Council set to pass independent contractor regulations, despite stakeholder concerns (UPDATED)

(update below)

Tomorrow afternoon the City Council will likely give final approval to a bill that requires the employers of independent contractors to provide pre-contract written disclosure of contract terms, and to make payments within certain timeframes, and to provide similar written disclosures accompanying payments. It sounds straightforward, but the devil is in the details and the Council is pushing this through despite the misgivings of the city’s own Office of Labor Standards (OLS) and Labor Standards Advisory Commission (LSAC).

Last month both OLS and the LSAC sent letters to the Council raising concerns and requesting a slower pace of progress on the bill.
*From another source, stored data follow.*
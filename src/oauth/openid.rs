//! JWT claim sets: access tokens, OpenID Connect ID tokens and UserInfo.

use chrono::{DateTime, Duration, Utc};
use serde::{Deserialize, Serialize};
use std::collections::HashSet;

use crate::oauth::types::User;

/// Claims carried by a signed access token
#[derive(Debug, Clone, PartialEq, Eq, Serialize, Deserialize)]
pub struct AccessTokenClaims {
    pub iss: String,
    /// User id
    pub sub: String,
    pub aud: String,
    pub exp: i64,
    pub iat: i64,
    /// Unique per token; its hash is the access token reference id
    pub jti: String,
    pub email: String,
    #[serde(skip_serializing_if = "Option::is_none")]
    pub name: Option<String>,
    #[serde(skip_serializing_if = "Option::is_none")]
    pub client_id: Option<String>,
    /// Granted scopes, space-delimited
    pub scope: String,
}

impl AccessTokenClaims {
    #[allow(clippy::too_many_arguments)]
    pub fn new(
        issuer: &str,
        audience: &str,
        user: &User,
        client_id: &str,
        scope: &str,
        jti: String,
        now: DateTime<Utc>,
        lifetime: Duration,
    ) -> Self {
        Self {
            iss: issuer.to_string(),
            sub: user.id.clone(),
            aud: audience.to_string(),
            exp: (now + lifetime).timestamp(),
            iat: now.timestamp(),
            jti,
            email: user.email.clone(),
            name: user.name.clone(),
            client_id: Some(client_id.to_string()),
            scope: scope.to_string(),
        }
    }
}

/// Unified OpenID Connect claims for ID tokens and UserInfo responses
#[derive(Debug, Clone, Default, PartialEq, Eq, Serialize, Deserialize)]
pub struct OpenIDClaims {
    /// Issuer - The URL of the authorization server
    #[serde(skip_serializing_if = "Option::is_none")]
    pub iss: Option<String>,

    /// Subject - user id
    pub sub: String,

    /// Audience - Client ID that this token is intended for
    #[serde(skip_serializing_if = "Option::is_none")]
    pub aud: Option<String>,

    #[serde(skip_serializing_if = "Option::is_none")]
    pub exp: Option<i64>,

    #[serde(skip_serializing_if = "Option::is_none")]
    pub iat: Option<i64>,

    /// Authentication time - Unix timestamp when user authenticated
    #[serde(skip_serializing_if = "Option::is_none")]
    pub auth_time: Option<i64>,

    /// Authorized party - the client the token was issued to
    #[serde(skip_serializing_if = "Option::is_none")]
    pub azp: Option<String>,

    /// Nonce from the authorize request (only for id_token)
    #[serde(skip_serializing_if = "Option::is_none")]
    pub nonce: Option<String>,

    #[serde(skip_serializing_if = "Option::is_none")]
    pub name: Option<String>,

    #[serde(skip_serializing_if = "Option::is_none")]
    pub preferred_username: Option<String>,

    #[serde(skip_serializing_if = "Option::is_none")]
    pub email: Option<String>,

    #[serde(skip_serializing_if = "Option::is_none")]
    pub email_verified: Option<bool>,
}

impl OpenIDClaims {
    /// Create new claims for an ID token
    pub fn new_id_token(
        issuer: String,
        subject: String,
        client_id: String,
        now: DateTime<Utc>,
        lifetime: Duration,
        auth_time: DateTime<Utc>,
    ) -> Self {
        Self {
            iss: Some(issuer),
            sub: subject,
            aud: Some(client_id.clone()),
            exp: Some((now + lifetime).timestamp()),
            iat: Some(now.timestamp()),
            auth_time: Some(auth_time.timestamp()),
            azp: Some(client_id),
            ..Default::default()
        }
    }

    /// Create new claims for UserInfo response
    pub fn new_userinfo(subject: String) -> Self {
        Self {
            sub: subject,
            ..Default::default()
        }
    }

    pub fn with_nonce(mut self, nonce: Option<String>) -> Self {
        self.nonce = nonce;
        self
    }

    pub fn with_name(mut self, name: Option<String>) -> Self {
        self.name = name;
        self
    }

    pub fn with_email(mut self, email: String) -> Self {
        self.email = Some(email);
        self
    }

    /// UserInfo claims for `user`, filtered by the granted scopes.
    pub fn userinfo_for(user: &User, scopes: &HashSet<String>) -> Self {
        let mut claims = Self::new_userinfo(user.id.clone());

        if scopes.contains("profile") || scopes.contains("openid") {
            claims.name = user.name.clone();
            claims.preferred_username = Some(user.username.clone());
        }

        if scopes.contains("email") {
            claims.email = Some(user.email.clone());
            claims.email_verified = Some(user.email_verified);
        }

        claims
    }
}

#[cfg(test)]
mod tests {
    use super::*;
    use crate::oauth::types::parse_scope;

    fn user() -> User {
        User {
            id: "user-1".to_string(),
            username: "alice".to_string(),
            email: "alice@example.com".to_string(),
            email_verified: true,
            name: Some("Alice".to_string()),
        }
    }

    #[test]
    fn test_id_token_claims() {
        let now = Utc::now();
        let claims = OpenIDClaims::new_id_token(
            "https://auth.test".to_string(),
            "user-1".to_string(),
            "app1".to_string(),
            now,
            Duration::hours(1),
            now - Duration::minutes(3),
        )
        .with_nonce(Some("abc".to_string()))
        .with_email("alice@example.com".to_string());

        assert_eq!(claims.aud.as_deref(), Some("app1"));
        assert_eq!(claims.azp.as_deref(), Some("app1"));
        assert_eq!(claims.exp, Some(now.timestamp() + 3600));
        assert_eq!(claims.auth_time, Some((now - Duration::minutes(3)).timestamp()));
        assert_eq!(claims.nonce.as_deref(), Some("abc"));
    }

    #[test]
    fn test_id_token_omits_absent_nonce() {
        let now = Utc::now();
        let claims = OpenIDClaims::new_id_token(
            "https://auth.test".to_string(),
            "user-1".to_string(),
            "app1".to_string(),
            now,
            Duration::hours(1),
            now,
        )
        .with_nonce(None);

        let value = serde_json::to_value(&claims).unwrap();
        assert!(value.get("nonce").is_none());
        assert!(value.get("email_verified").is_none());
    }

    #[test]
    fn test_userinfo_scope_filtering() {
        let cases = [
            ("", None, None),
            ("openid", Some("alice"), None),
            ("profile", Some("alice"), None),
            ("email", None, Some("alice@example.com")),
            ("openid profile email", Some("alice"), Some("alice@example.com")),
        ];

        for (scope, username, email) in cases {
            let claims = OpenIDClaims::userinfo_for(&user(), &parse_scope(scope));
            assert_eq!(claims.sub, "user-1");
            assert_eq!(claims.preferred_username.as_deref(), username, "scope: {scope}");
            assert_eq!(claims.email.as_deref(), email, "scope: {scope}");
            assert_eq!(claims.email_verified.is_some(), email.is_some());
        }
    }

    #[test]
    fn test_access_token_claims() {
        let now = Utc::now();
        let claims = AccessTokenClaims::new(
            "https://auth.test",
            "https://api.test",
            &user(),
            "app1",
            "openid profile",
            "jti-1".to_string(),
            now,
            Duration::hours(1),
        );

        assert_eq!(claims.sub, "user-1");
        assert_eq!(claims.email, "alice@example.com");
        assert_eq!(claims.client_id.as_deref(), Some("app1"));
        assert_eq!(claims.exp - claims.iat, 3600);
    }
}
OLS raised three specific concerns: first, it felt there needed to be more time for engaging stakeholders on the bill; second and related to that, it feared unintended consequences because of the breadth of the application; and third, it was concerned about the budgetary impacts on the department in order to conduct education, outreach, and enforcement. The LSAC agreed with OLS, saying in its letter, “this ordinance, if enacted, would be unworkable without additional resources for OLS. The outreach necessary to make this legislation workable would dwarf OLS’s current capabilities.”
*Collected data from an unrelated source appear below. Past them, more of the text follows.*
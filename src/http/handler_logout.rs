//! Handles GET /connect/logout - Clears the session and returns to the client

use axum::{
    extract::{Query, State},
    http::header::SET_COOKIE,
    response::{IntoResponse, Redirect, Response},
};
use serde::Deserialize;
use url::Url;

use super::{context::AppState, middleware_auth::CurrentSession};
use crate::audit::AuditEvent;
use crate::errors::OAuthError;
use crate::oauth::{OpenIDClaims, signing_keys::rs256_validation};

/// RP-initiated logout parameters
#[derive(Debug, Default, Deserialize)]
pub struct LogoutQuery {
    pub client_id: Option<String>,
    pub post_logout_redirect_uri: Option<String>,
    pub id_token_hint: Option<String>,
    pub state: Option<String>,
}

/// GET /connect/logout
///
/// Redirects to `post_logout_redirect_uri` only when it is registered for
/// the client (or for any active client when none is named). Everything
/// else lands on the login page.
pub async fn handle_logout(
    State(state): State<AppState>,
    CurrentSession(session): CurrentSession,
    Query(query): Query<LogoutQuery>,
) -> Result<Response, OAuthError> {
    let client_id = match non_empty(query.client_id) {
        Some(client_id) => Some(client_id),
        None => match non_empty(query.id_token_hint) {
            Some(hint) => hinted_client_id(&state, &hint).await,
            None => None,
        },
    };

    let location = match non_empty(query.post_logout_redirect_uri) {
        Some(uri) if is_registered(&state, client_id.as_deref(), &uri).await? => {
            append_state(&uri, query.state.as_deref())?
        }
        Some(uri) => {
            tracing::warn!(
                client_id = ?client_id,
                post_logout_redirect_uri = %uri,
                "unregistered post logout redirect uri"
            );
            state.config.login_url.clone()
        }
        None => state.config.login_url.clone(),
    };

    state.audit.record(AuditEvent::LoggedOut {
        user_id: session.map(|session| session.sub),
        client_id,
    });

    Ok((
        [(SET_COOKIE, state.sessions.clear_cookie())],
        Redirect::to(&location),
    )
        .into_response())
}

/// Client named by an ID token we issued. Expiry is not checked; logout
/// commonly happens long after the ID token was minted.
async fn hinted_client_id(state: &AppState, id_token_hint: &str) -> Option<String> {
    let mut validation = rs256_validation(&state.config.external_base, "");
    validation.validate_aud = false;
    validation.validate_exp = false;

    match state
        .signing_keys
        .verify::<OpenIDClaims>(id_token_hint, &validation)
        .await
    {
        Ok(claims) => claims.azp.or(claims.aud),
        Err(err) => {
            tracing::debug!(error = %err, "ignoring invalid id_token_hint");
            None
        }
    }
}

async fn is_registered(
    state: &AppState,
    client_id: Option<&str>,
    uri: &str,
) -> Result<bool, OAuthError> {
    let storage = state.auth_server.storage();
    let applications = match client_id {
        Some(client_id) => storage
            .get_application_by_client_id(client_id)
            .await?
            .filter(|application| application.is_active)
            .into_iter()
            .collect(),
        None => storage.list_active_applications().await?,
    };

    let uri = without_query(uri);
    Ok(applications.iter().any(|application| {
        application
            .post_logout_redirect_uris
            .iter()
            .any(|registered| without_query(registered) == uri)
    }))
}

fn without_query(uri: &str) -> &str {
    uri.split(['?', '#']).next().unwrap_or(uri)
}

fn append_state(uri: &str, state: Option<&str>) -> Result<String, OAuthError> {
    let Some(state) = state else {
        return Ok(uri.to_string());
    };
    let mut url = Url::parse(uri).map_err(|e| {
        OAuthError::InvalidRequest(format!("Invalid post logout redirect URI: {}", e))
    })?;
    url.query_pairs_mut().append_pair("state", state);
    Ok(url.to_string())
}

fn non_empty(value: Option<String>) -> Option<String> {
    value.filter(|value| !value.is_empty())
}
The breadth of the bill, which the LSAC said “goes far beyond” its recommendations, was of particular concern given the overlap with ongoing efforts to establish minimum pay standards for domestic workers and “gig” workers. In fact, the LSAC, in somewhat of a reversal from its original position, recommended in its letter that the Council postpone the work on the transparency requirements and prioritize minimum pay standards for gig workers. “Rather than carving out exceptions for those sectors, the Commission urges council to build those minimum pay systems before turning to this complement.” It specifically called attention to one potential unintended consequence of the current bill: requiring pre-disclosures might end up establishing a ceiling on gig workers’ pay, instead of a floor.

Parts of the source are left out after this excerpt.